My general aim is to add structure to my HDF5 files in a standard way. I want to something like what HDF5 does with images to define a type, using attributes on groups and datasets ~like:
CLASS: IMAGE
IMAGE_VERSION: 1.2
IMAGE_SUBCLASS: IMAGE_TRUECOLOR
...
But as far as I can tell that images specification is stand alone. Maybe I should just reuse the NetCDF "conventions"?
Update:
I'm aware NetCDF4 is implemented on top of HDF5. In this case, we have data from turbulence simulations and experiments not geo data. This data is usually limited to <= 4D. We use HDF5 for storing this data already, but we have no developed standards. Pseudo standard formats have just sort developed organically within the organization.

NetCDF4 files are actually stored using the HDF5 format (http://www.unidata.ucar.edu/publications/factsheets/current/factsheet_netcdf.pdf), however they use netCDF4 conventions for attributes, dimensions, etc.
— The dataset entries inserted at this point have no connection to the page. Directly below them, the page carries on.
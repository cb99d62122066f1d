use std::{fmt::Display, str::FromStr};

/// Space-separated attribute list, as used by `dependencies` and `dependenciesKind`.
#[derive(Debug, Default, PartialEq)]
pub(crate) struct AttrList<T>(pub Vec<T>);

impl<T: FromStr> FromStr for AttrList<T> {
    type Err = T::Err;

    fn from_str(s: &str) -> Result<Self, Self::Err> {
        s.split_ascii_whitespace()
            .map(T::from_str)
            .collect::<Result<Vec<_>, _>>()
            .map(AttrList)
    }
}

impl<T: Display> Display for AttrList<T> {
    fn fmt(&self, f: &mut std::fmt::Formatter<'_>) -> std::fmt::Result {
        let mut first = true;
        for item in &self.0 {
            if !first {
                write!(f, " ")?;
            }
            write!(f, "{}", item)?;
            first = false;
        }
        Ok(())
    }
}

#[cfg(test)]
mod tests {
    use super::*;

    #[test]
    fn test_attr_list() {
        let list: AttrList<u32> = "1 2  3".parse().unwrap();
        assert_eq!(list.0, vec![1, 2, 3]);
        assert_eq!(AttrList(vec![4u32, 5]).to_string(), "4 5");
        assert!(AttrList::<u32>::from_str("").unwrap().0.is_empty());
    }
}
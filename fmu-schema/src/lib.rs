#![doc = include_str!("../README.md")]
#![deny(unsafe_code)]
#![deny(clippy::all)]

use thiserror::Error;

mod interface_type;
mod model_description;
mod scalar_variable;
mod r#type;
mod unit;
mod utils;
mod variable_dependency;

pub use interface_type::*;
pub use model_description::*;
pub use r#type::*;
pub use scalar_variable::*;
pub use unit::*;
pub use variable_dependency::*;

#[derive(Debug, Error)]
pub enum Error {
    #[error("Variable {0} not found")]
    VariableNotFound(String),

    #[error("Error parsing XML: {0}")]
    XmlParse(String),
}
//! Symbol-bound function tables over the FMU's exported C ABI.
//!
//! Every entry point is resolved by name from the loaded shared library into a precisely typed
//! function pointer. Construction fails if a required symbol is missing; only `fmi2FreeInstance`
//! is tolerated as absent. Each table holds a strong reference to the library so the pointers can
//! never outlive the code they point into.

use std::sync::Arc;

use fmu_sys::fmi2 as binding;
use libloading::Library;

use crate::Error;

fn symbol<T: Copy>(lib: &Library, name: &'static str) -> Result<T, Error> {
    let bytes = name.as_bytes();
    unsafe { lib.get::<T>(bytes) }
        .map(|sym| *sym)
        .map_err(|_| Error::MissingSymbol(name.to_owned()))
}

fn optional_symbol<T: Copy>(lib: &Library, name: &'static str) -> Option<T> {
    unsafe { lib.get::<T>(name.as_bytes()) }.ok().map(|sym| *sym)
}

/// Entry points that do not take a component handle.
#[derive(Clone)]
pub struct BaseFunctions {
    pub get_types_platform: binding::fmi2GetTypesPlatformTYPE,
    pub get_version: binding::fmi2GetVersionTYPE,
    pub instantiate: binding::fmi2InstantiateTYPE,
    #[allow(dead_code)]
    lib: Arc<Library>,
}

impl BaseFunctions {
    pub fn new(lib: Arc<Library>) -> Result<Self, Error> {
        Ok(Self {
            get_types_platform: symbol(&lib, "fmi2GetTypesPlatform")?,
            get_version: symbol(&lib, "fmi2GetVersion")?,
            instantiate: symbol(&lib, "fmi2Instantiate")?,
            lib,
        })
    }
}

impl std::fmt::Debug for BaseFunctions {
    fn fmt(&self, f: &mut std::fmt::Formatter<'_>) -> std::fmt::Result {
        f.debug_struct("BaseFunctions").finish_non_exhaustive()
    }
}

/// Entry points common to both interface kinds.
pub struct CommonFunctions {
    pub set_debug_logging: binding::fmi2SetDebugLoggingTYPE,

    /// Absent in a few FMUs in the wild; the instance destructor skips the call then.
    pub free_instance: Option<binding::fmi2FreeInstanceTYPE>,

    pub setup_experiment: binding::fmi2SetupExperimentTYPE,
    pub enter_initialization_mode: binding::fmi2EnterInitializationModeTYPE,
    pub exit_initialization_mode: binding::fmi2ExitInitializationModeTYPE,
    pub terminate: binding::fmi2TerminateTYPE,
    pub reset: binding::fmi2ResetTYPE,

    pub get_real: binding::fmi2GetRealTYPE,
    pub get_integer: binding::fmi2GetIntegerTYPE,
    pub get_boolean: binding::fmi2GetBooleanTYPE,
    pub get_string: binding::fmi2GetStringTYPE,

    pub set_real: binding::fmi2SetRealTYPE,
    pub set_integer: binding::fmi2SetIntegerTYPE,
    pub set_boolean: binding::fmi2SetBooleanTYPE,
    pub set_string: binding::fmi2SetStringTYPE,

    pub get_fmu_state: binding::fmi2GetFMUstateTYPE,
    pub set_fmu_state: binding::fmi2SetFMUstateTYPE,
    pub free_fmu_state: binding::fmi2FreeFMUstateTYPE,
    pub serialized_fmu_state_size: binding::fmi2SerializedFMUstateSizeTYPE,
    pub serialize_fmu_state: binding::fmi2SerializeFMUstateTYPE,
    pub deserialize_fmu_state: binding::fmi2DeSerializeFMUstateTYPE,

    pub get_directional_derivative: binding::fmi2GetDirectionalDerivativeTYPE,

    #[allow(dead_code)]
    lib: Arc<Library>,
}

impl CommonFunctions {
    pub fn new(lib: Arc<Library>) -> Result<Self, Error> {
        Ok(Self {
            set_debug_logging: symbol(&lib, "fmi2SetDebugLogging")?,
            free_instance: optional_symbol(&lib, "fmi2FreeInstance"),
            setup_experiment: symbol(&lib, "fmi2SetupExperiment")?,
            enter_initialization_mode: symbol(&lib, "fmi2EnterInitializationMode")?,
            exit_initialization_mode: symbol(&lib, "fmi2ExitInitializationMode")?,
            terminate: symbol(&lib, "fmi2Terminate")?,
            reset: symbol(&lib, "fmi2Reset")?,
            get_real: symbol(&lib, "fmi2GetReal")?,
            get_integer: symbol(&lib, "fmi2GetInteger")?,
            get_boolean: symbol(&lib, "fmi2GetBoolean")?,
            get_string: symbol(&lib, "fmi2GetString")?,
            set_real: symbol(&lib, "fmi2SetReal")?,
            set_integer: symbol(&lib, "fmi2SetInteger")?,
            set_boolean: symbol(&lib, "fmi2SetBoolean")?,
            set_string: symbol(&lib, "fmi2SetString")?,
            get_fmu_state: symbol(&lib, "fmi2GetFMUstate")?,
            set_fmu_state: symbol(&lib, "fmi2SetFMUstate")?,
            free_fmu_state: symbol(&lib, "fmi2FreeFMUstate")?,
            serialized_fmu_state_size: symbol(&lib, "fmi2SerializedFMUstateSize")?,
            serialize_fmu_state: symbol(&lib, "fmi2SerializeFMUstate")?,
            deserialize_fmu_state: symbol(&lib, "fmi2DeSerializeFMUstate")?,
            get_directional_derivative: symbol(&lib, "fmi2GetDirectionalDerivative")?,
            lib,
        })
    }
}

impl std::fmt::Debug for CommonFunctions {
    fn fmt(&self, f: &mut std::fmt::Formatter<'_>) -> std::fmt::Result {
        f.debug_struct("CommonFunctions").finish_non_exhaustive()
    }
}

/// Entry points specific to model exchange.
pub struct ModelExchangeFunctions {
    pub enter_event_mode: binding::fmi2EnterEventModeTYPE,
    pub new_discrete_states: binding::fmi2NewDiscreteStatesTYPE,
    pub enter_continuous_time_mode: binding::fmi2EnterContinuousTimeModeTYPE,
    pub completed_integrator_step: binding::fmi2CompletedIntegratorStepTYPE,

    pub set_time: binding::fmi2SetTimeTYPE,
    pub set_continuous_states: binding::fmi2SetContinuousStatesTYPE,

    pub get_derivatives: binding::fmi2GetDerivativesTYPE,
    pub get_event_indicators: binding::fmi2GetEventIndicatorsTYPE,
    pub get_continuous_states: binding::fmi2GetContinuousStatesTYPE,
    pub get_nominals_of_continuous_states: binding::fmi2GetNominalsOfContinuousStatesTYPE,

    #[allow(dead_code)]
    lib: Arc<Library>,
}

impl ModelExchangeFunctions {
    pub fn new(lib: Arc<Library>) -> Result<Self, Error> {
        Ok(Self {
            enter_event_mode: symbol(&lib, "fmi2EnterEventMode")?,
            new_discrete_states: symbol(&lib, "fmi2NewDiscreteStates")?,
            enter_continuous_time_mode: symbol(&lib, "fmi2EnterContinuousTimeMode")?,
            completed_integrator_step: symbol(&lib, "fmi2CompletedIntegratorStep")?,
            set_time: symbol(&lib, "fmi2SetTime")?,
            set_continuous_states: symbol(&lib, "fmi2SetContinuousStates")?,
            get_derivatives: symbol(&lib, "fmi2GetDerivatives")?,
            get_event_indicators: symbol(&lib, "fmi2GetEventIndicators")?,
            get_continuous_states: symbol(&lib, "fmi2GetContinuousStates")?,
            get_nominals_of_continuous_states: symbol(&lib, "fmi2GetNominalsOfContinuousStates")?,
            lib,
        })
    }
}

impl std::fmt::Debug for ModelExchangeFunctions {
    fn fmt(&self, f: &mut std::fmt::Formatter<'_>) -> std::fmt::Result {
        f.debug_struct("ModelExchangeFunctions").finish_non_exhaustive()
    }
}

/// Entry points specific to co-simulation.
pub struct CoSimFunctions {
    pub set_real_input_derivatives: binding::fmi2SetRealInputDerivativesTYPE,
    pub get_real_output_derivatives: binding::fmi2GetRealOutputDerivativesTYPE,

    pub do_step: binding::fmi2DoStepTYPE,
    pub cancel_step: binding::fmi2CancelStepTYPE,

    pub get_status: binding::fmi2GetStatusTYPE,
    pub get_real_status: binding::fmi2GetRealStatusTYPE,
    pub get_integer_status: binding::fmi2GetIntegerStatusTYPE,
    pub get_boolean_status: binding::fmi2GetBooleanStatusTYPE,
    pub get_string_status: binding::fmi2GetStringStatusTYPE,

    #[allow(dead_code)]
    lib: Arc<Library>,
}

impl CoSimFunctions {
    pub fn new(lib: Arc<Library>) -> Result<Self, Error> {
        Ok(Self {
            set_real_input_derivatives: symbol(&lib, "fmi2SetRealInputDerivatives")?,
            get_real_output_derivatives: symbol(&lib, "fmi2GetRealOutputDerivatives")?,
            do_step: symbol(&lib, "fmi2DoStep")?,
            cancel_step: symbol(&lib, "fmi2CancelStep")?,
            get_status: symbol(&lib, "fmi2GetStatus")?,
            get_real_status: symbol(&lib, "fmi2GetRealStatus")?,
            get_integer_status: symbol(&lib, "fmi2GetIntegerStatus")?,
            get_boolean_status: symbol(&lib, "fmi2GetBooleanStatus")?,
            get_string_status: symbol(&lib, "fmi2GetStringStatus")?,
            lib,
        })
    }
}

impl std::fmt::Debug for CoSimFunctions {
    fn fmt(&self, f: &mut std::fmt::Formatter<'_>) -> std::fmt::Result {
        f.debug_struct("CoSimFunctions").finish_non_exhaustive()
    }
}
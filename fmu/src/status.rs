//! Mapping of the FMI status enum onto the Rust error model.

use fmu_sys::fmi2 as binding;

/// Non-error results of an ABI call.
#[derive(Debug, Clone, Copy, PartialEq, Eq)]
pub enum Fmi2Res {
    /// All well
    OK,
    /// Things are not quite right, but the computation can continue. The FMU is expected to have
    /// shown a prepared message through the logger callback.
    Warning,
    /// Returned only from the co-simulation interface when the slave executes `fmi2DoStep`
    /// asynchronously. The master polls the do-step status to determine completion.
    Pending,
}

/// Error statuses of an ABI call.
#[derive(Debug, Clone, Copy, PartialEq, Eq, thiserror::Error)]
pub enum Fmi2Error {
    /// The request was declined, typically a type or mode mismatch. For co-simulation it is also
    /// returned when the slave cannot provide the requested status information.
    #[error("return fmi2Discard")]
    Discard,
    /// The FMU encountered an error; the simulation cannot be continued with this instance unless
    /// a previously stored FMU state is restored.
    #[error("return fmi2Error")]
    Error,
    /// The model computations are irreparably corrupted for all instances of this FMU.
    #[error("return fmi2Fatal")]
    Fatal,
    /// Warning promoted to an error by the instance's exception-on-warning policy.
    #[error("return fmi2Warning")]
    Warning,
}

/// Thin wrapper over the raw status code returned by every ABI entry point.
#[derive(Debug, Clone, Copy, PartialEq, Eq)]
pub struct Fmi2Status(pub binding::fmi2Status);

impl Fmi2Status {
    /// Convert to [`Result<Fmi2Res, Fmi2Error>`]. Warnings are kept on the `Ok` side here; the
    /// instance applies its exception-on-warning / exception-on-discard policies on top.
    #[inline]
    pub fn ok(self) -> Result<Fmi2Res, Fmi2Error> {
        self.into()
    }

    #[inline]
    pub fn is_error(&self) -> bool {
        self.0 == binding::fmi2Status_fmi2Error || self.0 == binding::fmi2Status_fmi2Fatal
    }
}

impl From<binding::fmi2Status> for Fmi2Status {
    fn from(status: binding::fmi2Status) -> Self {
        Self(status)
    }
}

impl From<Fmi2Status> for Result<Fmi2Res, Fmi2Error> {
    fn from(Fmi2Status(status): Fmi2Status) -> Self {
        match status {
            binding::fmi2Status_fmi2OK => Ok(Fmi2Res::OK),
            binding::fmi2Status_fmi2Warning => Ok(Fmi2Res::Warning),
            binding::fmi2Status_fmi2Pending => Ok(Fmi2Res::Pending),
            binding::fmi2Status_fmi2Discard => Err(Fmi2Error::Discard),
            binding::fmi2Status_fmi2Error => Err(Fmi2Error::Error),
            binding::fmi2Status_fmi2Fatal => Err(Fmi2Error::Fatal),
            _ => Err(Fmi2Error::Fatal),
        }
    }
}

#[cfg(test)]
mod tests {
    use super::*;

    #[test]
    fn test_status_mapping() {
        assert_eq!(
            Fmi2Status(binding::fmi2Status_fmi2OK).ok(),
            Ok(Fmi2Res::OK)
        );
        assert_eq!(
            Fmi2Status(binding::fmi2Status_fmi2Warning).ok(),
            Ok(Fmi2Res::Warning)
        );
        assert_eq!(
            Fmi2Status(binding::fmi2Status_fmi2Pending).ok(),
            Ok(Fmi2Res::Pending)
        );
        assert_eq!(
            Fmi2Status(binding::fmi2Status_fmi2Discard).ok(),
            Err(Fmi2Error::Discard)
        );
        assert!(Fmi2Status(binding::fmi2Status_fmi2Fatal).is_error());
        assert!(!Fmi2Status(binding::fmi2Status_fmi2Warning).is_error());
    }
}
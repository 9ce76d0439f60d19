pub mod endpoint;
pub mod pool;
pub mod subscriber;

use std::collections::{BTreeMap, HashMap};
use std::sync::Arc;
use std::time::{Duration, Instant};

use edge_core::drain::DrainWatcher;
use parking_lot::RwLock;
use serde::Serialize;
use tracing::{debug, info, trace};

pub use endpoint::{Endpoint, EndpointKey, EndpointSpec, OverloadPolicy};
pub use pool::{BalancingAlgorithm, Pool, RegisterOutcome, SelectionPolicy};

#[derive(thiserror::Error, Debug, PartialEq)]
pub enum RouteUriError {
	#[error("empty host")]
	EmptyHost,
	#[error("invalid uri: {0}")]
	Invalid(String),
}

/// A normalized route key: lowercased host with an optional path, e.g. `app.example.com` or
/// `app.example.com/v2`. Path segments are preserved verbatim; a trailing slash and trailing host
/// dot are dropped so equivalent registrations collide.
#[derive(Debug, Clone, PartialEq, Eq, Hash)]
pub struct RouteUri(String);

impl RouteUri {
	pub fn parse(raw: &str) -> Result<RouteUri, RouteUriError> {
		let raw = raw.trim();
		let (host, path) = match raw.find('/') {
			Some(i) => (&raw[..i], raw[i..].trim_end_matches('/')),
			None => (raw, ""),
		};
		let host = host.trim_end_matches('.');
		if host.is_empty() {
			return Err(RouteUriError::EmptyHost);
		}
		if host.contains(char::is_whitespace) {
			return Err(RouteUriError::Invalid(raw.to_string()));
		}
		let mut key = host.to_ascii_lowercase();
		key.push_str(path);
		Ok(RouteUri(key))
	}

	/// Builds the deepest lookup key for a request host + path.
	pub fn for_request(host: &str, path: &str) -> Result<RouteUri, RouteUriError> {
		let path = path.trim_end_matches('/');
		let mut raw = String::with_capacity(host.len() + path.len());
		raw.push_str(host);
		raw.push_str(path);
		RouteUri::parse(&raw)
	}

	pub fn as_str(&self) -> &str {
		&self.0
	}

	/// Pops the last `/`-separated segment: `h/a/b` -> `h/a` -> `h` -> None.
	pub fn next_prefix(&self) -> Option<RouteUri> {
		self
			.0
			.rfind('/')
			.map(|i| RouteUri(self.0[..i].to_string()))
	}
}

impl std::fmt::Display for RouteUri {
	fn fmt(&self, f: &mut std::fmt::Formatter<'_>) -> std::fmt::Result {
		f.write_str(&self.0)
	}
}

/// The route table: URI -> pool, fed by the pub/sub subscriber and consulted on every request.
/// Writers (register/unregister/prune) serialize on the top-level write lock; lookups take the
/// read lock briefly and then work on pool snapshots, so a slow writer never stalls the data path.
pub struct Registry {
	routes: RwLock<HashMap<RouteUri, Arc<Pool>>>,
	policy: SelectionPolicy,
}

impl Registry {
	pub fn new(policy: SelectionPolicy) -> Registry {
		Registry {
			routes: RwLock::new(HashMap::new()),
			policy,
		}
	}

	/// register adds (or refreshes) an endpoint under a URI, creating the pool on first sight.
	pub fn register(
		&self,
		uri: &RouteUri,
		spec: EndpointSpec,
		route_service_url: Option<String>,
	) -> RegisterOutcome {
		let mut routes = self.routes.write();
		let pool = routes
			.entry(uri.clone())
			.or_insert_with(|| Arc::new(Pool::new(self.policy)));
		let outcome = pool.add_or_refresh(spec, route_service_url);
		if outcome == RegisterOutcome::Added {
			debug!(uri = %uri, "endpoint registered");
		}
		outcome
	}

	/// unregister removes the endpoint; the pool goes away with its last member.
	pub fn unregister(&self, uri: &RouteUri, key: &EndpointKey) -> bool {
		let mut routes = self.routes.write();
		let Some(pool) = routes.get(uri) else {
			return false;
		};
		let removed = pool.remove(key);
		if removed {
			debug!(uri = %uri, endpoint = %key, "endpoint unregistered");
		}
		if pool.is_empty() {
			routes.remove(uri);
		}
		removed
	}

	/// lookup finds the pool whose URI is the longest prefix of host+path on `/` boundaries. Empty
	/// pools never match; the walk continues to shorter prefixes. O(path depth), not O(routes).
	pub fn lookup(&self, host: &str, path: &str) -> Option<Arc<Pool>> {
		let mut key = RouteUri::for_request(host, path).ok()?;
		let routes = self.routes.read();
		loop {
			if let Some(pool) = routes.get(&key)
				&& !pool.is_empty()
			{
				trace!(uri = %key, "route matched");
				return Some(pool.clone());
			}
			key = key.next_prefix()?;
		}
	}

	/// lookup_all returns every pool along the prefix chain, deepest first. For introspection.
	pub fn lookup_all(&self, host: &str, path: &str) -> Vec<(RouteUri, Arc<Pool>)> {
		let mut out = Vec::new();
		let Ok(mut key) = RouteUri::for_request(host, path) else {
			return out;
		};
		let routes = self.routes.read();
		loop {
			if let Some(pool) = routes.get(&key) {
				out.push((key.clone(), pool.clone()));
			}
			match key.next_prefix() {
				Some(next) => key = next,
				None => return out,
			}
		}
	}

	pub fn len(&self) -> usize {
		self.routes.read().len()
	}

	pub fn is_empty(&self) -> bool {
		self.routes.read().is_empty()
	}

	/// prune walks every pool, dropping endpoints past their stale threshold and then any pool left
	/// empty. Returns (endpoints removed, pools removed).
	pub fn prune(&self) -> (usize, usize) {
		let now = Instant::now();
		let mut routes = self.routes.write();
		let before = routes.len();
		let mut endpoints_removed = 0;
		routes.retain(|uri, pool| {
			endpoints_removed += pool.prune(now);
			let keep = !pool.is_empty();
			if !keep {
				debug!(uri = %uri, "pruned empty pool");
			}
			keep
		});
		(endpoints_removed, before - routes.len())
	}

	/// start_pruning runs the prune loop until drain.
	pub fn start_pruning(self: Arc<Self>, interval: Duration, drain: DrainWatcher) {
		tokio::spawn(async move {
			let mut ticker = tokio::time::interval(interval);
			ticker.set_missed_tick_behavior(tokio::time::MissedTickBehavior::Delay);
			let wait = drain.wait_for_drain();
			tokio::pin!(wait);
			loop {
				tokio::select! {
					_ = ticker.tick() => {
						let (endpoints, _) = self.prune();
						if endpoints > 0 {
							info!(pruned = endpoints, "pruned stale endpoints");
						}
					}
					_ = &mut wait => {
						debug!("route pruning stopped");
						return;
					}
				}
			}
		});
	}

	/// snapshot captures a consistent view of the table for `/routes`.
	pub fn snapshot(&self) -> RegistrySnapshot {
		let pools: Vec<(RouteUri, Arc<Pool>)> = {
			let routes = self.routes.read();
			routes.iter().map(|(k, v)| (k.clone(), v.clone())).collect()
		};
		RegistrySnapshot {
			routes: pools
				.into_iter()
				.map(|(uri, pool)| (uri.0, pool.dump()))
				.collect(),
		}
	}
}

#[derive(Serialize)]
pub struct RegistrySnapshot {
	#[serde(flatten)]
	pub routes: BTreeMap<String, pool::PoolSnapshot>,
}

#[cfg(test)]
#[path = "registry_test.rs"]
mod tests;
Files are self-describing which is a big plus. HDF5 without netCDF4 allows for much more liberty in defining your data. Is there a specific reason that you would like to use HDF5 instead of netCDF4 ?
I would say that if you don't have any specific constraints (like a model or visualisation software that bugs on netCDF4 files) that you'd be better off using netCDF. netCDF4 can be used by NCO/CDO operators, ncl (ncl also accepts HDF5), idl, the netCDF4 python module, ferret, etc. Personally, I find netCDF4 to be very convenient for storing climate or meteorological data. There's a lot of operators already written for it and you don't have to go through the trouble of developing a standard for your own data - it's already done for you. CMOR (http://cmip-pcmdi.llnl.gov/cmip5/output_req.html) can be used to write CF compliant climate data. It was used for the most recent climate model comparison project.
On the other hand, HDF5 might be worth it if you have another type of data and you are looking for some very specific functionalities for which you need a more customised file format. Would you mind specifying your needs a little better in the comments ?
Update :
Unfortunately, the standards for variable and field names are a little less clear and well-organised for HDF5 files than netCDF since this was the format of choice for big climate modelling projects like CMIP or CORDEX. The problem essentially melts down to using EOSDIS or CF conventions, but finding currently maintained librairies that implement these standards for HDF5 files and have clear documentation isn't exactly easy (if it was you probably wouldn't have posed the question).
If you really just want a standard, NASA explains all the different possible metadata standards in painful detail here : http://gcmd.nasa.gov/add/standards/index.html.
For information, HDF-EOS and HDF5 aren't exactly the same format (HDF-EOS already contains cartography data and is standardised for earth science data), so I don't know if this format would be too restrictive for you. The tools for working with this format are described here: http://hdfeos.net/software/tool.php and summarized here http://hdfeos.org/help/reference/HTIC_Brochure_Examples.pdf.
If you still prefer to use HDF5, your best bet would probably be to download an HDF5 formatted file from NASA for similar data and use it as a basis to create your own tools in the langage of your choice. Here's a list of comprehensive examples using HDF5, HDF4 and HDF-EOS formats with scripts for data treatment and visualisation in Python, MATLAB, IDL and NCL : http://hdfeos.net/zoo/index_openLAADS_Examples.php#MODIS
Essentially the problem is that NASA makes tools available so that you can work with their data, but not necessarily so you can re-create similarily structured data in your own lab setting.
Here's some more specs/infomation about hdf5 for earth science data from NASA :
MERRA product
https://gmao.gsfc.nasa.gov/products/documents/MERRA_File_Specification.pdf
GrADS compatible HDF5 information
http://disc.sci.gsfc.nasa.gov/recipes/?q=recipes/How-to-Read-Data-in-HDF-5-Format-with-GrADS
HDF data manipulation tools on NASA's Atmospheric Science Data Center :
https://eosweb.larc.nasa.gov/HBDOCS/hdf_data_manipulation.html
Hope this helps a little.

The best choice for a standard really depends on the kind you data you want to store. The CF conventions are most useful for measurement data that is georeferenced, for instance data measured with a satellite. It would be helpful to know what your data consists of.
Assuming you have georeferenced data, I think you have two options:
Reuse the CF conventions in HDF like you suggested. There are more people looking into this, a quick Google search gave me this.
HDF-EOS (disclaimer, I have never used it). It stores data in the HDF files using a certain structure but seems to require an extension library to use. I did not find a specification of the structure, only an API. Also there does not seem to be a vibrant community outside NASA.
Therefore I would probably go with option 1: use the CF conventions in your HDF files and see if a 3rd party tool, such as Panoply, can make use of it.

Related

Where is the pydata BLAZE project heading?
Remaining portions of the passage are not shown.